#[cfg(test)]
mod tests {
    use super::*;
    use crate::link::MemoryLink;
    use std::time::Duration;

    struct Harness {
        engine: Option<SyncEngine<Waiting>>,
        link: MemoryLink,
        commands: mpsc::Sender<SyncCommand>,
        samples: mpsc::Sender<LocalSample>,
        snapshots: watch::Receiver<RigSnapshot>,
        start: Instant,
    }

    impl Harness {
        fn new() -> Self {
            let link = MemoryLink::new();
            let (commands, command_receiver) = mpsc::channel(100);
            let (samples, sample_receiver) = mpsc::channel(100);
            let start = Instant::now();
            let engine = SyncEngine::create(
                Box::new(link.clone()),
                None,
                command_receiver,
                sample_receiver,
                start,
            );
            let snapshots = engine.subscribe();
            Self {
                engine: Some(engine),
                link,
                commands,
                samples,
                snapshots,
                start,
            }
        }

        fn tick(&mut self, at: Duration) {
            let engine = self.engine.take().unwrap();
            let engine = engine
                .advance(self.start + at)
                .apply_reports()
                .publish();
            self.engine = Some(engine);
        }

        fn snapshot(&self) -> RigSnapshot {
            self.snapshots.borrow().clone()
        }

        fn stats(&self) -> (u64, u64) {
            self.engine.as_ref().unwrap().report_stats()
        }
    }

    #[tokio::test]
    async fn report_updates_registered_axis_with_delay_compensation() {
        let mut harness = Harness::new();
        harness.link.push_incoming("Elbow 50 10 0");

        harness
            .commands
            .send(SyncCommand::RegisterRemote {
                axis_id: "Elbow".to_string(),
                initial_position: 0.0,
            })
            .await
            .unwrap();

        // Registration happens on the same tick the report arrives, so the
        // one-way delay is half of zero and the sample is stored as-is
        harness.tick(Duration::ZERO);
        let snapshot = harness.snapshot();
        let state = snapshot.axes.get("Elbow").unwrap();
        assert_eq!(state.position, 50.0);
        assert_eq!(state.velocity, 10.0);
        assert!(state.setpoints.is_empty());
    }

    #[tokio::test]
    async fn received_sample_is_projected_by_half_the_gap() {
        let mut harness = Harness::new();

        harness
            .commands
            .send(SyncCommand::RegisterRemote {
                axis_id: "Elbow".to_string(),
                initial_position: 0.0,
            })
            .await
            .unwrap();
        harness.tick(Duration::ZERO);

        // Next report arrives a full second after the axis was last
        // refreshed: one-way delay 0.5s, position projected 50 + 10 * 0.5
        harness.link.push_incoming("Elbow 50 10 0");
        harness.tick(Duration::from_secs(1));

        let snapshot = harness.snapshot();
        let state = snapshot.axes.get("Elbow").unwrap();
        assert!((state.position - 55.0).abs() < 1e-4);
        assert_eq!(state.velocity, 10.0);
    }

    #[tokio::test]
    async fn batch_updates_registered_axes_and_ignores_unknown() {
        let mut harness = Harness::new();
        harness.link.push_incoming("A 1 0 0 : B 2 0 0 : C 5 0 0");

        for axis_id in ["A", "B"] {
            harness
                .commands
                .send(SyncCommand::RegisterRemote {
                    axis_id: axis_id.to_string(),
                    initial_position: 0.0,
                })
                .await
                .unwrap();
        }

        harness.tick(Duration::ZERO);
        let snapshot = harness.snapshot();
        assert_eq!(snapshot.absolute_position("A"), 1.0);
        assert_eq!(snapshot.absolute_position("B"), 2.0);
        // Untracked axis reads as the neutral value
        assert_eq!(snapshot.absolute_position("C"), 0.0);
        assert!(!snapshot.axes.contains_key("C"));
    }

    #[tokio::test]
    async fn malformed_report_does_not_abort_the_batch() {
        let mut harness = Harness::new();
        harness.link.push_incoming("A bogus 0 0 : B 2 0 0");

        for axis_id in ["A", "B"] {
            harness
                .commands
                .send(SyncCommand::RegisterRemote {
                    axis_id: axis_id.to_string(),
                    initial_position: 0.0,
                })
                .await
                .unwrap();
        }

        harness.tick(Duration::ZERO);
        let snapshot = harness.snapshot();
        assert_eq!(snapshot.absolute_position("A"), 0.0);
        assert_eq!(snapshot.absolute_position("B"), 2.0);
        let (reports, errors) = harness.stats();
        assert_eq!(reports, 1);
        assert_eq!(errors, 1);
    }

    #[tokio::test]
    async fn feedback_round_trips_normalized_setpoints() {
        let mut harness = Harness::new();
        harness.link.push_incoming("Elbow 50 0 0");

        harness
            .commands
            .send(SyncCommand::RegisterRemote {
                axis_id: "Elbow".to_string(),
                initial_position: 0.0,
            })
            .await
            .unwrap();
        harness
            .commands
            .send(SyncCommand::CalibrateRange {
                axis_id: "Elbow".to_string(),
                min_position: 0.0,
                max_position: 100.0,
            })
            .await
            .unwrap();
        harness
            .commands
            .send(SyncCommand::SetFeedback {
                axis_id: "Elbow".to_string(),
                speed: 0.5,
                setpoints: vec![-1.0, 0.0, 1.0],
            })
            .await
            .unwrap();

        harness.tick(Duration::ZERO);

        let sent = harness.link.sent();
        assert_eq!(sent.len(), 1);

        // The peer decodes feedback with the same whitespace grammar; the
        // denormalized setpoints must map back onto [-1, 0, 1]
        let fields: Vec<f32> = sent[0]
            .split_whitespace()
            .skip(1)
            .map(|f| f.parse().unwrap())
            .collect();
        assert_eq!(fields, vec![0.0, 50.0, 100.0]);
        for (native, normalized) in fields.iter().zip([-1.0_f32, 0.0, 1.0]) {
            let recovered = (native - 0.0) / 50.0 - 1.0;
            assert!((recovered - normalized).abs() < 1e-6);
        }

        let snapshot = harness.snapshot();
        let state = snapshot.axes.get("Elbow").unwrap();
        // actual velocity denormalized by range / 2
        assert_eq!(state.actual_velocity, 25.0);
        // immediate target is the first mapped setpoint
        assert_eq!(state.actual_position, 0.0);
        assert_eq!(state.setpoints, vec![0.0, 50.0, 100.0]);
    }

    #[tokio::test]
    async fn feedback_not_sent_without_fresh_report() {
        let mut harness = Harness::new();

        harness
            .commands
            .send(SyncCommand::RegisterRemote {
                axis_id: "Elbow".to_string(),
                initial_position: 0.0,
            })
            .await
            .unwrap();
        harness
            .commands
            .send(SyncCommand::SetFeedback {
                axis_id: "Elbow".to_string(),
                speed: 0.0,
                setpoints: vec![0.5],
            })
            .await
            .unwrap();

        // No incoming report this cycle, so nothing is relayed
        harness.tick(Duration::ZERO);
        assert!(harness.link.sent().is_empty());
    }

    #[tokio::test]
    async fn report_does_not_touch_setpoints() {
        let mut harness = Harness::new();
        harness.link.push_incoming("Elbow 10 0 0");

        harness
            .commands
            .send(SyncCommand::RegisterRemote {
                axis_id: "Elbow".to_string(),
                initial_position: 0.0,
            })
            .await
            .unwrap();
        harness
            .commands
            .send(SyncCommand::SetFeedback {
                axis_id: "Elbow".to_string(),
                speed: 0.0,
                setpoints: vec![0.25, 0.75],
            })
            .await
            .unwrap();

        harness.tick(Duration::ZERO);
        let before = harness.snapshot().axes.get("Elbow").unwrap().setpoints.clone();

        harness.link.push_incoming("Elbow 20 0 0");
        harness.tick(Duration::from_millis(100));
        let after = harness.snapshot().axes.get("Elbow").unwrap().setpoints.clone();
        assert_eq!(before, after);
    }

    #[tokio::test]
    async fn local_rate_axis_integrates_held_deflection() {
        let mut harness = Harness::new();

        harness
            .commands
            .send(SyncCommand::RegisterLocal {
                axis_id: "StickX".to_string(),
                mode: LocalMode::Rate,
                initial_position: 0.0,
            })
            .await
            .unwrap();
        harness.tick(Duration::ZERO);

        harness
            .samples
            .send(LocalSample::new("StickX", 0.5))
            .await
            .unwrap();
        harness.tick(Duration::from_secs(1));

        // No further event: the stick is still deflected, motion continues
        harness.tick(Duration::from_secs(2));

        let snapshot = harness.snapshot();
        let state = snapshot.axes.get("StickX").unwrap();
        assert!((state.position - 1.0).abs() < 1e-5);
        assert_eq!(state.velocity, 0.5);
        // Local axes normalize against their own unit range
        assert_eq!(snapshot.axis_speed("StickX", harness.start), 0.5);
    }

    #[tokio::test]
    async fn local_delta_axis_converts_increments_to_velocity() {
        let mut harness = Harness::new();

        harness
            .commands
            .send(SyncCommand::RegisterLocal {
                axis_id: "Jog".to_string(),
                mode: LocalMode::Delta,
                initial_position: 10.0,
            })
            .await
            .unwrap();
        harness.tick(Duration::ZERO);

        harness.samples.send(LocalSample::new("Jog", 2.0)).await.unwrap();
        harness.samples.send(LocalSample::new("Jog", 1.0)).await.unwrap();
        harness.tick(Duration::from_secs(1));

        let snapshot = harness.snapshot();
        let state = snapshot.axes.get("Jog").unwrap();
        assert!((state.position - 13.0).abs() < 1e-5);
        assert!((state.velocity - 3.0).abs() < 1e-5);

        // No increments in the following second: the axis stops
        harness.tick(Duration::from_secs(2));
        let snapshot = harness.snapshot();
        let state = snapshot.axes.get("Jog").unwrap();
        assert!((state.position - 13.0).abs() < 1e-5);
        assert_eq!(state.velocity, 0.0);
    }

    #[tokio::test]
    async fn error_tracks_normalized_discrepancy() {
        let mut harness = Harness::new();
        harness.link.push_incoming("Elbow 0 0 0");

        harness
            .commands
            .send(SyncCommand::RegisterRemote {
                axis_id: "Elbow".to_string(),
                initial_position: 0.0,
            })
            .await
            .unwrap();
        harness
            .commands
            .send(SyncCommand::CalibrateRange {
                axis_id: "Elbow".to_string(),
                min_position: 0.0,
                max_position: 100.0,
            })
            .await
            .unwrap();
        harness.tick(Duration::ZERO);

        // The local estimate still sits at 0 but the peer reports 20:
        // normalized discrepancy 20 / 100
        harness.link.push_incoming("Elbow 20 0 0");
        harness.tick(Duration::from_millis(10));

        let snapshot = harness.snapshot();
        let state = snapshot.axes.get("Elbow").unwrap();
        assert!((state.error - 0.2).abs() < 1e-4);
    }

    #[tokio::test]
    async fn removed_axis_reads_neutral() {
        let mut harness = Harness::new();

        harness
            .commands
            .send(SyncCommand::RegisterRemote {
                axis_id: "Elbow".to_string(),
                initial_position: 5.0,
            })
            .await
            .unwrap();
        harness.tick(Duration::ZERO);
        assert_eq!(harness.snapshot().absolute_position("Elbow"), 5.0);

        harness
            .commands
            .send(SyncCommand::RemoveAxis {
                axis_id: "Elbow".to_string(),
            })
            .await
            .unwrap();
        harness.tick(Duration::from_millis(20));

        let snapshot = harness.snapshot();
        assert_eq!(snapshot.absolute_position("Elbow"), 0.0);
        assert_eq!(snapshot.axis_speed("Elbow", harness.start), 0.0);
    }
}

> What you should do
Reproduce exactly the section above that begins at the line containing "bogus 0 0 : B" and ends at the line containing "assert_eq!(sent.len(), 1);", leaving out all other lines.

> Response area
        harness.link.push_incoming("A bogus 0 0 : B 2 0 0");

        for axis_id in ["A", "B"] {
            harness
                .commands
                .send(SyncCommand::RegisterRemote {
                    axis_id: axis_id.to_string(),
                    initial_position: 0.0,
                })
                .await
                .unwrap();
        }

        harness.tick(Duration::ZERO);
        let snapshot = harness.snapshot();
        assert_eq!(snapshot.absolute_position("A"), 0.0);
        assert_eq!(snapshot.absolute_position("B"), 2.0);
        let (reports, errors) = harness.stats();
        assert_eq!(reports, 1);
        assert_eq!(errors, 1);
    }

    #[tokio::test]
    async fn feedback_round_trips_normalized_setpoints() {
        let mut harness = Harness::new();
        harness.link.push_incoming("Elbow 50 0 0");

        harness
            .commands
            .send(SyncCommand::RegisterRemote {
                axis_id: "Elbow".to_string(),
                initial_position: 0.0,
            })
            .await
            .unwrap();
        harness
            .commands
            .send(SyncCommand::CalibrateRange {
                axis_id: "Elbow".to_string(),
                min_position: 0.0,
                max_position: 100.0,
            })
            .await
            .unwrap();
        harness
            .commands
            .send(SyncCommand::SetFeedback {
                axis_id: "Elbow".to_string(),
                speed: 0.5,
                setpoints: vec![-1.0, 0.0, 1.0],
            })
            .await
            .unwrap();

        harness.tick(Duration::ZERO);

        let sent = harness.link.sent();
        assert_eq!(sent.len(), 1);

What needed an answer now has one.